Leptodoras is a genus of thorny catfishes native to South America.

==Taxonomy==
Leptodoras is a monophyletic genus based on the single unique characteristic: presence of an infranuchal scute. This scute is the first in a series of well-developed midlateral scutes characteristic of most doradids. It is one of the most derived genera within the clade of fimbriate-barbel doradids. The most closely related genus to Leptodoras is Anduzedoras.

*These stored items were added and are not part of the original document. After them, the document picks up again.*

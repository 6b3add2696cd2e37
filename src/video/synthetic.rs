//! Synthetic `stub://` clips.
//!
//! `stub://name?frames=30&fps=10&width=64&height=48&hint=30` yields `frames`
//! deterministic RGB frames. `hint` overrides the advertised frame count so
//! callers can exercise wrong or missing container metadata; `fps=0` models
//! a container without a usable frame rate.

use image::{Rgb, RgbImage};

use super::{FrameSource, VideoInfo};
use crate::error::{PipelineError, PipelineResult};

const DEFAULT_FRAMES: u64 = 30;
const DEFAULT_FPS: f64 = 10.0;
const DEFAULT_WIDTH: u32 = 64;
const DEFAULT_HEIGHT: u32 = 48;

pub struct SyntheticSource {
    info: VideoInfo,
    frames: u64,
    next_index: u64,
}

impl SyntheticSource {
    pub fn new(frames: u64, fps: f64, width: u32, height: u32) -> Self {
        Self {
            info: VideoInfo {
                fps,
                width,
                height,
                frame_count_hint: frames,
                codec: "rawvideo".to_string(),
            },
            frames,
            next_index: 0,
        }
    }

    /// Advertise a frame count different from what the clip really holds.
    pub fn with_hint(mut self, hint: u64) -> Self {
        self.info.frame_count_hint = hint;
        self
    }

    pub fn from_url(url: &str) -> PipelineResult<Self> {
        let rest = url
            .strip_prefix("stub://")
            .ok_or_else(|| PipelineError::open(url, "not a stub:// url"))?;
        let query = rest.split_once('?').map(|(_, q)| q).unwrap_or("");

        let mut frames = DEFAULT_FRAMES;
        let mut fps = DEFAULT_FPS;
        let mut width = DEFAULT_WIDTH;
        let mut height = DEFAULT_HEIGHT;
        let mut hint = None;

        for pair in query.split('&').filter(|p| !p.is_empty()) {
            let (key, value) = pair
                .split_once('=')
                .ok_or_else(|| PipelineError::open(url, format!("malformed parameter '{pair}'")))?;
            let bad = || PipelineError::open(url, format!("invalid value for '{key}'"));
            match key {
                "frames" => frames = value.parse().map_err(|_| bad())?,
                "fps" => fps = value.parse().map_err(|_| bad())?,
                "width" => width = value.parse().map_err(|_| bad())?,
                "height" => height = value.parse().map_err(|_| bad())?,
                "hint" => hint = Some(value.parse().map_err(|_| bad())?),
                _ => return Err(PipelineError::open(url, format!("unknown parameter '{key}'"))),
            }
        }
        if width == 0 || height == 0 {
            return Err(PipelineError::open(url, "frame size must be non-zero"));
        }

        let source = Self::new(frames, fps, width, height);
        Ok(match hint {
            Some(hint) => source.with_hint(hint),
            None => source,
        })
    }

    fn render(&self, index: u64) -> RgbImage {
        let shade = (index.wrapping_mul(37) % 256) as u8;
        RgbImage::from_fn(self.info.width, self.info.height, |x, y| {
            Rgb([shade, (x % 256) as u8, (y % 256) as u8])
        })
    }
}

impl FrameSource for SyntheticSource {
    fn info(&self) -> &VideoInfo {
        &self.info
    }

    fn next_frame(&mut self) -> PipelineResult<Option<RgbImage>> {
        if self.next_index >= self.frames {
            return Ok(None);
        }
        let frame = self.render(self.next_index);
        self.next_index += 1;
        Ok(Some(frame))
    }
}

This genus includes eleven species, making it the largest doradid genus. There has been taxonomic confusion due to similarities of some species with each other and members of other genera. Misunderstood distributions and identities of some species added to this confusion. Most species were described from small geographic areas without information on their potential distributions. Also, specimens have been rare in museums until recently. An assessment in 2005 diagnosed Leptodoras and its seven species while describing three new species.

== Species ==
There are currently 12 recognized species in this genus:
- Leptodoras acipenserinus (Günther, 1868)
- Leptodoras cataniai Sabaj Pérez, 2005
- Leptodoras copei (Fernández-Yépez, 1968)
- Leptodoras hasemani (Steindachner, 1915)
- Leptodoras juruensis Boulenger, 1898
- Leptodoras linnelli C. H. Eigenmann, 1912
- Leptodoras marki Birindelli & Sousa, 2010
- Leptodoras myersi J. E. Böhlke, 1970
- Leptodoras nelsoni Sabaj Pérez, 2005
- Leptodoras oyakawai Birindelli, Sousa & Sabaj Pérez, 2008
- Leptodoras praelongus (G. S. Myers & S. H. Weitzman, 1956)
- Leptodoras rogersae Sabaj Pérez, 2005

==Distribution==
Leptodoras species are distributed in large, predominantly lowland rivers east of the Andes throughout the northern half of South America. Species are distributed throughout lowlands in the Orinoco, Amazon, and Tocantins basins and several coastal river systems that enter the Atlantic between the mouths of the Orinoco and Amazon. Leptodoras is not known from west-Andean drainages or Atlantic-slope drainages south of the Tocantins.

==Description==
Leptodoras is easily recognized by its long conical snout and well-developed oral hood formed by the membranous union of maxillary barbels, paired jaw barbels on the chin, and lip structures. It has fimbriate barbels.

==Ecology==
Most species of Leptodoras are truly benthic and typically inhabit the deep swift-flowing waters of large rivers. Many species of Leptodoras migrate at dusk into shallow waters near shore to forage over beaches and shoals of sand or silt. Other species, such as L. juruensis and L. myersi, appear more restricted to deep channel habitats. Leptodoras species are not known from elevations exceeding 500 metres (1600 ft) above sea level and most records are from below 200 m (660 ft).

The oral hood found in Leptodoras species presumably facilitates the detection and suction-feeding of shallowly buried invertebrates. Stomach contents typically include chironomid larvae, sand, and detritus.